Peppersauce Cave is a limestone cave found in the Santa Catalina Mountains approximately ten miles south of Oracle, Arizona. Peppersauce is frequented by about 23,000 visitors every year and contains approximately one mile of mapped passages.

== Publicity ==

Peppersauce was initially made known to the local public in February 1948 by way of an article published in Desert Magazine. An article about the cave was later featured in a 1951 issue of National Geographic Magazine which showed photos of a scientist breaking off and removing a large stalactite for purposes of further study.

The cave has always been and continues to be completely open to the public. There is no guided tour, no parking lot (although enough room exists to park on the side of the road), and the only official sign is not visible from the road. The sign also displays a map of about half the accessible area of the cave, specifically, from the entrance to the Big Room.

==Features==

Inside is reliably humid and 70 F, but rainfall and snowmelt can dramatically affect moisture in mud and lake height, sometimes even flooding up to the "three fissures" near the entrance. However, the lakes stay at a constant level most of the year.

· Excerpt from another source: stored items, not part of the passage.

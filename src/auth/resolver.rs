//! Username → owner identifier resolution.
//!
//! Token validation yields only a username, but secrets are keyed by the
//! user's stable directory identifier (an `ObjectId`, canonicalised as 24
//! hex chars). The user directory is owned by another system; this module
//! only reads it.

use std::collections::HashMap;
use std::sync::Arc;
use std::time::Duration;

use async_trait::async_trait;
use bson::{Document, doc, oid::ObjectId};
use dashmap::DashMap;
use tracing::debug;

use crate::deadline::Deadline;
use crate::{Error, Result};

/// Read-only view of the external user directory.
#[async_trait]
pub trait UserDirectory: Send + Sync + 'static {
    /// Fetch the raw directory entry for an exact username match.
    async fn find_by_username(&self, username: &str) -> Result<Option<Document>>;

    /// Liveness probe.
    async fn ping(&self) -> Result<()> {
        Ok(())
    }
}

/// Resolves validated usernames to owner identifiers.
pub struct IdentityResolver {
    directory: Arc<dyn UserDirectory>,
    lookup_timeout: Duration,
}

impl IdentityResolver {
    /// Create a resolver over `directory`; each lookup gets at most `lookup_timeout`.
    #[must_use]
    pub fn new(directory: Arc<dyn UserDirectory>, lookup_timeout: Duration) -> Self {
        Self {
            directory,
            lookup_timeout,
        }
    }

    /// Look up `username` and return its identifier as lowercase hex.
    ///
    /// Fails with [`Error::NotFound`] when no entry exists and with
    /// [`Error::Inconsistent`] when the entry's `_id` is not an `ObjectId`.
    pub async fn resolve_owner_id(&self, username: &str, deadline: &Deadline) -> Result<String> {
        let entry = deadline
            .run(
                "user directory lookup",
                self.lookup_timeout,
                self.directory.find_by_username(username),
            )
            .await?
            .ok_or_else(|| Error::NotFound(format!("User not found: {username}")))?;

        let id = entry
            .get_object_id("_id")
            .map_err(|_| Error::Inconsistent("Invalid user ID format".to_string()))?;

        debug!(username = %username, owner = %id, "Resolved owner id");
        Ok(id.to_hex())
    }
}

/// In-memory user directory keyed by username.
#[derive(Default)]
pub struct InMemoryUserDirectory {
    entries: DashMap<String, Document>,
}

impl InMemoryUserDirectory {
    /// Create an empty directory.
    #[must_use]
    pub fn new() -> Self {
        Self::default()
    }

    /// Build a directory from `username → 24-hex id` pairs.
    pub fn from_seed(seed: &HashMap<String, String>) -> Result<Self> {
        let directory = Self::new();
        for (username, hex) in seed {
            let id = ObjectId::parse_str(hex).map_err(|e| {
                Error::Config(format!("seed user '{username}' has invalid id '{hex}': {e}"))
            })?;
            directory.add_user(username, id);
        }
        Ok(directory)
    }

    /// Register a user with an `ObjectId` identifier.
    pub fn add_user(&self, username: &str, id: ObjectId) {
        self.insert_raw(username, doc! { "_id": id, "username": username });
    }

    /// Register an arbitrary entry (used to model malformed directory rows).
    pub fn insert_raw(&self, username: &str, entry: Document) {
        self.entries.insert(username.to_string(), entry);
    }
}

#[async_trait]
impl UserDirectory for InMemoryUserDirectory {
    async fn find_by_username(&self, username: &str) -> Result<Option<Document>> {
        Ok(self.entries.get(username).map(|e| e.value().clone()))
    }
}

The room with the main lake is made accessible from the Big Room by a 15 ft metal ladder. Without this, spelunkers would otherwise need to bring ropes to rappel anywhere past the Big Room. A similar metal ladder at the other end of the Big Room leads into the second half of cave.

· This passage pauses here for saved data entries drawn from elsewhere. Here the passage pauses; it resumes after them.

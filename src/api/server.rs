//! Vault server

use std::future::IntoFuture;
use std::net::SocketAddr;
use std::sync::Arc;

use axum::Router;
use tokio::net::TcpListener;
use tokio::signal;
use tokio::sync::Notify;
use tracing::{info, warn};

use super::router::{AppState, create_router};
use crate::auth::{AuthClient, AuthGate, HttpAuthClient, IdentityResolver};
use crate::config::Config;
use crate::store::{self, SecretAccessor, Stores};
use crate::{Error, Result};

/// Secret storage HTTP server
pub struct VaultServer {
    config: Config,
    state: Arc<AppState>,
}

impl VaultServer {
    /// Open the configured store and auth client and wire up the state.
    pub async fn new(config: Config) -> Result<Self> {
        let stores = store::open(&config.store).await?;
        let auth: Arc<dyn AuthClient> = Arc::new(HttpAuthClient::new(&config.auth)?);
        Ok(Self::from_parts(config, stores, auth))
    }

    /// Build a server from already-constructed collaborators.
    #[must_use]
    pub fn from_parts(config: Config, stores: Stores, auth: Arc<dyn AuthClient>) -> Self {
        let resolver = Arc::new(IdentityResolver::new(
            Arc::clone(&stores.directory),
            config.store.operation_timeout,
        ));
        let gate = Arc::new(AuthGate::new(
            Arc::clone(&auth),
            resolver,
            config.auth.timeout,
            config.server.request_timeout,
        ));
        let secrets = Arc::new(SecretAccessor::new(
            stores.secrets,
            auth,
            config.store.operation_timeout,
            config.auth.timeout,
        ));

        let state = Arc::new(AppState {
            secrets,
            gate,
            directory: stores.directory,
            request_timeout: config.server.request_timeout,
            health_timeout: config.server.health_timeout,
            max_body_size: config.server.max_body_size,
        });

        Self { config, state }
    }

    /// The router this server serves.
    #[must_use]
    pub fn router(&self) -> Router {
        create_router(Arc::clone(&self.state))
    }

    /// Bind and serve until SIGINT/SIGTERM.
    ///
    /// In-flight requests get `server.shutdown_timeout` to finish.
    pub async fn run(self) -> Result<()> {
        let addr = SocketAddr::new(
            self.config
                .server
                .host
                .parse()
                .map_err(|e| Error::Config(format!("Invalid host: {e}")))?,
            self.config.server.port,
        );

        let listener = TcpListener::bind(addr).await?;

        info!("============================================================");
        info!("SIMPLE VAULT v{}", env!("CARGO_PKG_VERSION"));
        info!("============================================================");
        info!(host = %self.config.server.host, port = %self.config.server.port, "Listening");
        info!(backend = ?self.config.store.backend, "Secret store");
        info!(url = %self.config.auth.service_url, "Auth service");
        info!("Routes:");
        info!("  GET    /health");
        info!("  POST   /api/v1/secrets/access");
        info!("  GET    /api/v1/secrets");
        info!("  POST   /api/v1/secrets");
        info!("  GET    /api/v1/secrets/{{id}}");
        info!("  PUT    /api/v1/secrets/{{id}}");
        info!("  DELETE /api/v1/secrets/{{id}}");
        info!("============================================================");

        let app = self.router();
        let drain_timeout = self.config.server.shutdown_timeout;
        let signalled = Arc::new(Notify::new());

        let serve = axum::serve(listener, app)
            .with_graceful_shutdown({
                let signalled = Arc::clone(&signalled);
                async move {
                    shutdown_signal().await;
                    signalled.notify_one();
                }
            })
            .into_future();

        tokio::select! {
            result = serve => result.map_err(|e| Error::Internal(e.to_string()))?,
            () = async {
                signalled.notified().await;
                tokio::time::sleep(drain_timeout).await;
            } => {
                warn!(timeout = ?drain_timeout, "In-flight requests did not drain in time");
            }
        }

        info!("Server stopped");
        Ok(())
    }
}

/// Shutdown signal handler
async fn shutdown_signal() {
    let ctrl_c = async {
        if let Err(e) = signal::ctrl_c().await {
            warn!(error = %e, "Failed to install Ctrl+C handler");
            std::future::pending::<()>().await;
        }
    };

    #[cfg(unix)]
    let terminate = async {
        match signal::unix::signal(signal::unix::SignalKind::terminate()) {
            Ok(mut sigterm) => {
                sigterm.recv().await;
            }
            Err(e) => {
                warn!(error = %e, "Failed to install SIGTERM handler");
                std::future::pending::<()>().await;
            }
        }
    };

    #[cfg(not(unix))]
    let terminate = std::future::pending::<()>();

    tokio::select! {
        () = ctrl_c => {},
        () = terminate => {},
    }

    info!("Shutdown signal received");
}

Immediately after the second ladder is "the rabbit hole" or "birthing canal" (named for its constant moisture and the necessity to go down head-first). The first major feature is the Slide, a very smooth, high wall that is angled just enough to slide down. The danger is that it does not smoothly slope into the floor, forcing riders to land on their feet at a run.

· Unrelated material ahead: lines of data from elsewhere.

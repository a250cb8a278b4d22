//! `MongoDB` backend.
//!
//! One [`MongoStore`] holds the pooled client and both collections: the
//! `secrets` collection this service owns and the `users` collection owned
//! by the identity system (read-only here). It implements both
//! [`SecretStore`] and [`UserDirectory`].
//!
//! Secret documents use `_id` (UUID string), `userId`, `name`,
//! `description`, `data`, `createdAt`, `updatedAt`.

use std::collections::BTreeMap;

use async_trait::async_trait;
use bson::{Document, doc};
use chrono::{DateTime, Utc};
use futures::TryStreamExt;
use mongodb::{
    Client, Collection, IndexModel,
    options::{ClientOptions, IndexOptions},
};
use serde::{Deserialize, Serialize};
use tracing::info;

use super::{SecretFields, SecretRecord, SecretStore};
use crate::auth::UserDirectory;
use crate::config::StoreConfig;
use crate::{Error, Result};

#[derive(Debug, Serialize, Deserialize)]
struct SecretDocument {
    #[serde(rename = "_id")]
    id: String,
    #[serde(rename = "userId")]
    user_id: String,
    name: String,
    #[serde(default)]
    description: String,
    #[serde(default)]
    data: BTreeMap<String, String>,
    #[serde(
        rename = "createdAt",
        with = "bson::serde_helpers::chrono_datetime_as_bson_datetime"
    )]
    created_at: DateTime<Utc>,
    #[serde(
        rename = "updatedAt",
        with = "bson::serde_helpers::chrono_datetime_as_bson_datetime"
    )]
    updated_at: DateTime<Utc>,
}

impl From<&SecretRecord> for SecretDocument {
    fn from(r: &SecretRecord) -> Self {
        Self {
            id: r.id.clone(),
            user_id: r.owner_id.clone(),
            name: r.name.clone(),
            description: r.description.clone(),
            data: r.data.clone(),
            created_at: r.created_at,
            updated_at: r.updated_at,
        }
    }
}

impl From<SecretDocument> for SecretRecord {
    fn from(d: SecretDocument) -> Self {
        Self {
            id: d.id,
            owner_id: d.user_id,
            name: d.name,
            description: d.description,
            data: d.data,
            created_at: d.created_at,
            updated_at: d.updated_at,
        }
    }
}

/// `MongoDB`-backed secret store and user directory.
pub struct MongoStore {
    client: Client,
    secrets: Collection<SecretDocument>,
    users: Collection<Document>,
}

impl MongoStore {
    /// Connect, verify the connection with a ping, and bind the collections.
    pub async fn connect(config: &StoreConfig) -> Result<Self> {
        let mut options = ClientOptions::parse(config.connection_uri())
            .await
            .map_err(|e| Error::Config(format!("invalid MongoDB URI: {e}")))?;
        options.connect_timeout = Some(config.connect_timeout);
        options.server_selection_timeout = Some(config.connect_timeout);
        options.app_name = Some(env!("CARGO_PKG_NAME").to_string());

        let client = Client::with_options(options)
            .map_err(|e| Error::store("failed to create MongoDB client", e))?;

        let store = Self {
            secrets: client
                .database(&config.database)
                .collection(&config.secrets_collection),
            users: client
                .database(&config.users_database)
                .collection(&config.users_collection),
            client,
        };

        tokio::time::timeout(config.connect_timeout, SecretStore::ping(&store))
            .await
            .map_err(|_| Error::Upstream("MongoDB ping timed out".to_string()))??;

        info!(
            database = %config.database,
            users_database = %config.users_database,
            "MongoDB connected"
        );
        Ok(store)
    }

    fn scoped(owner: &str, id: &str) -> Document {
        doc! { "_id": id, "userId": owner }
    }
}

#[async_trait]
impl SecretStore for MongoStore {
    async fn list(&self, owner: &str) -> Result<Vec<SecretRecord>> {
        let cursor = self
            .secrets
            .find(doc! { "userId": owner })
            .await
            .map_err(|e| Error::store("failed to fetch secrets", e))?;

        let docs: Vec<SecretDocument> = cursor
            .try_collect()
            .await
            .map_err(|e| Error::store("failed to decode secrets", e))?;

        Ok(docs.into_iter().map(SecretRecord::from).collect())
    }

    async fn find(&self, owner: &str, id: &str) -> Result<Option<SecretRecord>> {
        self.secrets
            .find_one(Self::scoped(owner, id))
            .await
            .map(|d| d.map(SecretRecord::from))
            .map_err(|e| Error::store("failed to fetch secret", e))
    }

    async fn find_by_name(&self, owner: &str, name: &str) -> Result<Option<SecretRecord>> {
        self.secrets
            .find_one(doc! { "name": name, "userId": owner })
            .await
            .map(|d| d.map(SecretRecord::from))
            .map_err(|e| Error::store("failed to fetch secret", e))
    }

    async fn insert(&self, record: &SecretRecord) -> Result<()> {
        self.secrets
            .insert_one(SecretDocument::from(record))
            .await
            .map_err(|e| Error::store("failed to create secret", e))?;
        Ok(())
    }

    async fn replace(
        &self,
        owner: &str,
        id: &str,
        fields: &SecretFields,
        updated_at: DateTime<Utc>,
    ) -> Result<bool> {
        let data = bson::to_bson(&fields.data)
            .map_err(|e| Error::Internal(format!("failed to encode secret data: {e}")))?;

        let update = doc! {
            "$set": {
                "name": fields.name.as_str(),
                "description": fields.description.as_str(),
                "data": data,
                "updatedAt": bson::DateTime::from_chrono(updated_at),
            }
        };

        let result = self
            .secrets
            .update_one(Self::scoped(owner, id), update)
            .await
            .map_err(|e| Error::store("failed to update secret", e))?;

        Ok(result.matched_count > 0)
    }

    async fn delete(&self, owner: &str, id: &str) -> Result<bool> {
        let result = self
            .secrets
            .delete_one(Self::scoped(owner, id))
            .await
            .map_err(|e| Error::store("failed to delete secret", e))?;

        Ok(result.deleted_count > 0)
    }

    async fn ping(&self) -> Result<()> {
        self.client
            .database("admin")
            .run_command(doc! { "ping": 1 })
            .await
            .map_err(|e| Error::store("database connection failed", e))?;
        Ok(())
    }

    async fn ensure_indexes(&self) -> Result<()> {
        let non_unique = || IndexOptions::builder().unique(false).build();
        let indexes = vec![
            IndexModel::builder()
                .keys(doc! { "name": 1 })
                .options(non_unique())
                .build(),
            IndexModel::builder()
                .keys(doc! { "userId": 1 })
                .options(non_unique())
                .build(),
            IndexModel::builder()
                .keys(doc! { "userId": 1, "name": 1 })
                .options(non_unique())
                .build(),
        ];

        let created = self
            .secrets
            .create_indexes(indexes)
            .await
            .map_err(|e| Error::store("failed to create indexes", e))?;

        info!(indexes = ?created.index_names, "Secret indexes ready");
        Ok(())
    }
}

#[async_trait]
impl UserDirectory for MongoStore {
    async fn find_by_username(&self, username: &str) -> Result<Option<Document>> {
        self.users
            .find_one(doc! { "username": username })
            .await
            .map_err(|e| Error::store("failed to look up user", e))
    }

    async fn ping(&self) -> Result<()> {
        SecretStore::ping(self).await
    }
}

The Signing Room is a nexus of many connected tunnels beyond the Big Room, and is a common resting point. It has a dirt floor and low, angled rock ceiling, easily reachable and consequently covered in signatures, contributing to the room's name. The room also typically has one or more notebooks and pens, free to fill with writing and messages.

== Vandalism ==

The cave has been subject to vandalism and heavy littering for over fifty years. In 2001, the Peppersauce Cave Conservation Project (PCCP) was established upon the discovery of E. coli and coliform within the cave's lakes. The initiative is funded by the Arizona Department of Environmental Quality (ADEQ) and is aided by volunteers who work to keep the cave clean. A sampling conducted in January 2003 indicated that no harmful bacteria were present in the water. The group was also highly successful in removing graffiti, though the cave continues to be heavily subjected to vandalism.